A group of friends have decided to go for a picnic this weekend. Among them is 27 year-old Norman Shipton, who, as he himself claims, is in possession of a powerful secret - a secret concerning the identity of his member.
“Last year I was at a Hall & Oates concert, staring at my penis, when I thought it was about time the little fella got a proper name. That name, I hear you ask? Why, Tobias of course," Shipton told us, unsolicited.
“Those morons don’t have the slightest idea.” He said of his companions: “You see Richard over there in the corner? Yeah he’s laughing now, but if only he knew what I knew.

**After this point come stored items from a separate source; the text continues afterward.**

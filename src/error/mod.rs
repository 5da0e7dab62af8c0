//! Error types for murmur.

pub mod unified;

pub use unified::{ErrorCategory, RecoverySuggestion};

use thiserror::Error;

/// Primary error type for all session operations.
#[derive(Error, Debug)]
pub enum MurmurError {
    #[error("Credential request failed (status {status}): {body}")]
    Credential { status: u16, body: String },

    #[error("Handshake failed: {0}")]
    Handshake(String),

    #[error("Realtime control channel not open")]
    ChannelNotReady,

    #[error("Transport error: {0}")]
    Transport(String),

    #[error("Playback error: {0}")]
    Playback(String),

    #[error("Protocol violation: {0}")]
    Protocol(String),

    #[error("Upstream error: {0}")]
    Upstream(serde_json::Value),

    #[error("Tool execution error: {tool_name}: {message}")]
    ToolExecution { tool_name: String, message: String },

    #[error("Timeout after {0}ms")]
    Timeout(u64),

    #[error("Session disconnected")]
    Disconnected,

    #[error("Invalid state: {0}")]
    InvalidState(String),

    #[error("Configuration error: {0}")]
    Configuration(String),

    #[error("Invalid argument: {0}")]
    InvalidArgument(String),

    #[error("Network error: {0}")]
    Network(#[from] reqwest::Error),

    #[error("IO error: {0}")]
    Io(#[from] std::io::Error),

    #[error("Serialization error: {0}")]
    Serialization(#[from] serde_json::Error),

    #[error("Config file error: {0}")]
    Toml(#[from] toml::de::Error),
}

impl MurmurError {
    /// Create a credential error from an upstream status and body.
    pub fn credential(status: u16, body: impl Into<String>) -> Self {
        Self::Credential {
            status,
            body: body.into(),
        }
    }

    /// Create a tool execution error.
    pub fn tool(tool_name: impl Into<String>, message: impl Into<String>) -> Self {
        Self::ToolExecution {
            tool_name: tool_name.into(),
            message: message.into(),
        }
    }

    /// Classify this error into a category.
    pub fn category(&self) -> ErrorCategory {
        match self {
            Self::Credential { .. } => ErrorCategory::Credential,
            Self::Handshake(_) => ErrorCategory::Handshake,
            Self::ChannelNotReady => ErrorCategory::ChannelNotReady,
            Self::Transport(_) => ErrorCategory::Network,
            Self::Playback(_) => ErrorCategory::Playback,
            Self::Protocol(_) => ErrorCategory::Protocol,
            Self::Upstream(_) => ErrorCategory::Upstream,
            Self::ToolExecution { .. } => ErrorCategory::ToolExecution,
            Self::Timeout(_) => ErrorCategory::Timeout,
            Self::Disconnected | Self::InvalidState(_) => ErrorCategory::Lifecycle,
            Self::Configuration(_) | Self::InvalidArgument(_) | Self::Toml(_) => {
                ErrorCategory::Configuration
            }
            Self::Network(_) | Self::Io(_) => ErrorCategory::Network,
            Self::Serialization(_) => ErrorCategory::Serialization,
        }
    }

    /// Whether a send may be attempted again after this error.
    ///
    /// Only channel readiness and timeouts are transient; credential and
    /// handshake failures are fatal to the attempt that produced them.
    pub fn is_retryable(&self) -> bool {
        matches!(
            self.category(),
            ErrorCategory::ChannelNotReady | ErrorCategory::Timeout
        )
    }

    /// Suggest recovery actions.
    pub fn recovery_suggestion(&self) -> RecoverySuggestion {
        match self.category() {
            ErrorCategory::Credential => RecoverySuggestion::CheckCredentials,
            ErrorCategory::Handshake | ErrorCategory::Network => RecoverySuggestion::Reconnect,
            ErrorCategory::ChannelNotReady => RecoverySuggestion::RetrySend,
            ErrorCategory::Timeout => RecoverySuggestion::IncreaseTimeout,
            ErrorCategory::Configuration => RecoverySuggestion::CheckConfiguration,
            ErrorCategory::ToolExecution => RecoverySuggestion::CheckToolImplementation,
            ErrorCategory::Lifecycle => RecoverySuggestion::Reconnect,
            ErrorCategory::Protocol
            | ErrorCategory::Upstream
            | ErrorCategory::Serialization
            | ErrorCategory::Playback => RecoverySuggestion::Ignore,
        }
    }
}

/// Convenience alias.
pub type Result<T> = std::result::Result<T, MurmurError>;
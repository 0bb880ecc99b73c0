//! Progress persistence
//!
//! The snapshot overwrite and the audit append are independent operations.
//! Both are best effort once a run has started: a failure is logged and the
//! in-memory store stays authoritative.

use shared::{logging, run_debug, AuditEntry};

use crate::state::ContactStore;
use crate::traits::{AuditSink, ContactRepository};

pub struct ProgressPersister<'a, R, A>
where
    R: ContactRepository,
    A: AuditSink,
{
    repository: &'a R,
    audit: &'a A,
}

impl<'a, R, A> ProgressPersister<'a, R, A>
where
    R: ContactRepository,
    A: AuditSink,
{
    pub fn new(repository: &'a R, audit: &'a A) -> Self {
        Self { repository, audit }
    }

    /// Overwrite the durable snapshot; returns whether it succeeded
    pub async fn flush(&self, store: &ContactStore) -> bool {
        match self.repository.save(store).await {
            Ok(()) => {
                run_debug!("💾 Snapshot flushed ({} rows)", store.len());
                true
            }
            Err(e) => {
                logging::log_error("Snapshot flush", &e);
                false
            }
        }
    }

    /// Append one audit entry; returns whether it succeeded
    pub async fn record(&self, entry: &AuditEntry) -> bool {
        match self.audit.append(entry).await {
            Ok(()) => true,
            Err(e) => {
                logging::log_error("Audit append", &e);
                false
            }
        }
    }
}

#[cfg(test)]
mod tests {
    use super::*;
    use crate::error::OutreachError;
    use crate::traits::{MockAuditSink, MockContactRepository};
    use chrono::Local;
    use shared::{ContactIdentity, DeliveryMode, RunId, SlotId};

    fn entry() -> AuditEntry {
        let contact = ContactIdentity {
            company: "Acme".into(),
            slot: SlotId::Hr1,
            hr_name: None,
            hr_email: "hr@acme.com".into(),
        };
        AuditEntry::sent(RunId::new(), 1, Local::now(), &contact, DeliveryMode::Link)
    }

    #[tokio::test]
    async fn test_flush_failure_is_not_fatal() {
        let mut repository = MockContactRepository::new();
        repository.expect_save().times(1).returning(|_| {
            Err(OutreachError::StoreCorrupt {
                path: "contacts.json".into(),
                message: "disk full".into(),
            })
        });
        let audit = MockAuditSink::new();

        let persister = ProgressPersister::new(&repository, &audit);
        assert!(!persister.flush(&ContactStore::default()).await);
    }

    #[tokio::test]
    async fn test_record_appends_once() {
        let repository = MockContactRepository::new();
        let mut audit = MockAuditSink::new();
        audit.expect_append().times(1).returning(|_| Ok(()));

        let persister = ProgressPersister::new(&repository, &audit);
        assert!(persister.record(&entry()).await);
    }
}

And Rebecca? That chump probably doesn’t even have a penis!”
Asked if he ever felt tempted to reveal his secret, Shipton responded: “Come to think of it, there have been a few occasions when I thought they were onto me.
There was this one time we were talking about our friend Toby. I kept sniggering to myself every time they mentioned his name, and was met with piercing looks.
My initial thought was that they had somehow found out about Tobias, but, on reflection, it might have had something to do Toby’s failed suicide attempt, which is actually what we were discussing.
Toby. I tell you that guy couldn’t follow through with anything!” Shipton reminisced.
“Besides. Even if they did find out about Tobias, there’s no way they could know that for Halloween, I put a tissue on over him so he looks like a ghost. I’ll always have that over them.”